Description du projet
Dans la mer Méditerranée, il y a de longues étendues de côtes rocheuses caractérisées par la présence de nombreuses, et souvent inexplorées, grottes sous-marines. Ces environnements, extrêmes et uniques, sont parmi les rares habitats marins sous protection par la Communauté Européenne (Directive Habitat 92/43EEC). A l’intérieur, vit le roi des rougets, le poisson cardinal, Apogon imberbis, ayant un rôle possiblement crucial pour tout l’écosystème !
Texte par Jean-Vincent Vieux-Ingrassia – NaturDive
Qu’est-ce que l’écosystème des grottes sous-marine ?
Cet écosystème, très particulier, abrite une formidable biodiversité, unique et fragile. En raison des conditions environnementales spécifiques comme l’extinction progressive de la lumière, la turbidité, les courants et la distribution des ressources trophiques, il est seulement comparable aux écosystèmes profonds (Harmelin et al., 1985 ; Bianchi et al., 1996 ; Bussotti et al., 2006 ; Giakoumi et al., 2013 ; Rastorgueff et al., 2015 ; Gerovasileiou et al., 2017 ; Scotti et al., 2017).
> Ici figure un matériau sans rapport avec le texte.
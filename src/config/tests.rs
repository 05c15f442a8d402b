#[cfg(test)]
mod tests {
    use super::*;
    use once_cell::sync::Lazy;
    use std::env;
    use std::sync::Mutex;
    use tokio::test;

    /// Environment variables are process-global; serialize tests that touch them.
    static ENV_LOCK: Lazy<Mutex<()>> = Lazy::new(|| Mutex::new(()));

    fn clear_all() {
        for key in [
            "SMTP_CORE_HOSTNAME",
            "SMTP_CORE_BIND_ADDRESS",
            "SMTP_CORE_PORT",
            "SMTP_CORE_UNIX_SOCKET",
            "SMTP_CORE_LMTP",
            "SMTP_CORE_LINE_LENGTH_LIMIT",
            "SMTP_CORE_DATA_SIZE_LIMIT",
            "SMTP_CORE_COMMAND_TIMEOUT",
            "SMTP_CORE_PROXY_TIMEOUT",
            "SMTP_CORE_REQUIRE_STARTTLS",
            "SMTP_CORE_TLS_CERT",
            "SMTP_CORE_TLS_KEY",
            "SMTP_CORE_IMPLICIT_TLS",
            "SMTP_CORE_AUTH_REQUIRED",
            "SMTP_CORE_AUTH_REQUIRE_TLS",
            "SMTP_CORE_AUTH_MAX_ATTEMPTS",
            "SMTP_CORE_AUTH_EXCLUDE",
            "SMTP_CORE_ENABLE_SMTPUTF8",
            "SMTP_CORE_ENABLE_8BITMIME",
        ] {
            env::remove_var(key);
        }
    }

    #[test]
    async fn test_config_default_values() {
        let _guard = ENV_LOCK.lock().unwrap();
        clear_all();

        let config = Config::from_env().expect("defaults alone must be loadable");

        assert_eq!(config.server_hostname, "localhost");
        assert_eq!(config.smtp_bind_address, "::1");
        assert_eq!(config.smtp_port, 8025);
        assert!(!config.lmtp_mode);
        assert_eq!(config.line_length_limit, DEFAULT_LINE_LENGTH_LIMIT);
        assert_eq!(config.data_size_limit, DEFAULT_DATA_SIZE_LIMIT);
        assert_eq!(config.proxy_protocol_timeout_secs, 0);
        assert!(config.auth_require_tls);
        assert!(config.auth_exclude_mechanism.is_empty());

        clear_all();
    }

    #[test]
    async fn test_config_from_env_overrides() {
        let _guard = ENV_LOCK.lock().unwrap();
        clear_all();

        env::set_var("SMTP_CORE_HOSTNAME", "mail.example.org");
        env::set_var("SMTP_CORE_BIND_ADDRESS", "127.0.0.1");
        env::set_var("SMTP_CORE_PORT", "2525");
        env::set_var("SMTP_CORE_LMTP", "true");
        env::set_var("SMTP_CORE_DATA_SIZE_LIMIT", "1048576");
        env::set_var("SMTP_CORE_AUTH_EXCLUDE", "LOGIN, plain ,");

        let config = Config::from_env().expect("overrides must be loadable");

        assert_eq!(config.server_hostname, "mail.example.org");
        assert_eq!(config.smtp_bind_address, "127.0.0.1");
        assert_eq!(config.smtp_port, 2525);
        assert!(config.lmtp_mode);
        assert_eq!(config.data_size_limit, 1_048_576);
        assert_eq!(config.auth_exclude_mechanism, vec!["LOGIN", "PLAIN"]);

        clear_all();
    }

    #[test]
    async fn test_config_rejects_bad_port() {
        let _guard = ENV_LOCK.lock().unwrap();
        clear_all();
        env::set_var("SMTP_CORE_PORT", "not-a-port");

        let result = Config::from_env();
        assert!(result.is_err());

        clear_all();
    }

    #[test]
    async fn test_config_rejects_conflicting_tls_modes() {
        let _guard = ENV_LOCK.lock().unwrap();
        clear_all();
        env::set_var("SMTP_CORE_IMPLICIT_TLS", "true");
        env::set_var("SMTP_CORE_REQUIRE_STARTTLS", "true");

        let result = Config::from_env();
        assert!(result.is_err());

        clear_all();
    }
}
À l’intérieur des grottes, de nombreuses espèces fixées, telles que les algues rouges, les anthozoaires encroûtants, les bryozoaires, les éponges et les polychètes ont été recensées. La répartition de ces espèces dans l’espace est hétérogène dans une grotte donnée. Et lorsque l’on étudie un grand nombre de grotte à travers toute la Méditerranée, on constate que cette répartition biologique est très différente d’une grotte à l’autre. Le gradient de luminosité et l’atténuation des courants seraient des forces importantes expliquant cette variabilité entre milieux cavernicoles (Cinelli et al., 1997 ; Bussotti et al., 2006 ; Rastorgueff et al., 2015 ; Gerovasileiou et al., 2017 ; Scotti et al., 2017).
Les différentes morphologies des grottes. Les petits encadrés, en haut de chaque figure, représentent deux choses : le mouvement de l’eau via les ondulations, et la pénétration de la lumière (les parties blanches par rapport aux parties grises) © Gerovasileiou & Bianchi 2021, revu et modifié à partir de Riedl (1966) et Hofrichter (2002)
©Jean-Georges Harmelin
De gauche à droite, et de haut en bas, : l’éponge Agelas sp. soufflant de la fluorescéine (un colorant utilisé pour visualiser la circulation d’eau provoquée par les cellules flagellées de l’éponge), la crevette cavernicole jaune (Stenopus spinosus) ; l’anémone encroûtante jaune (Paraxoanthus axinellae), l’éponge encroûtante orange (Spirastrella cunctatrix), un ver annélide polychète (Protularia sp.) et deux essaims de crevettes mysidacées : respectivement Siriella clausii et Leptomysis sp.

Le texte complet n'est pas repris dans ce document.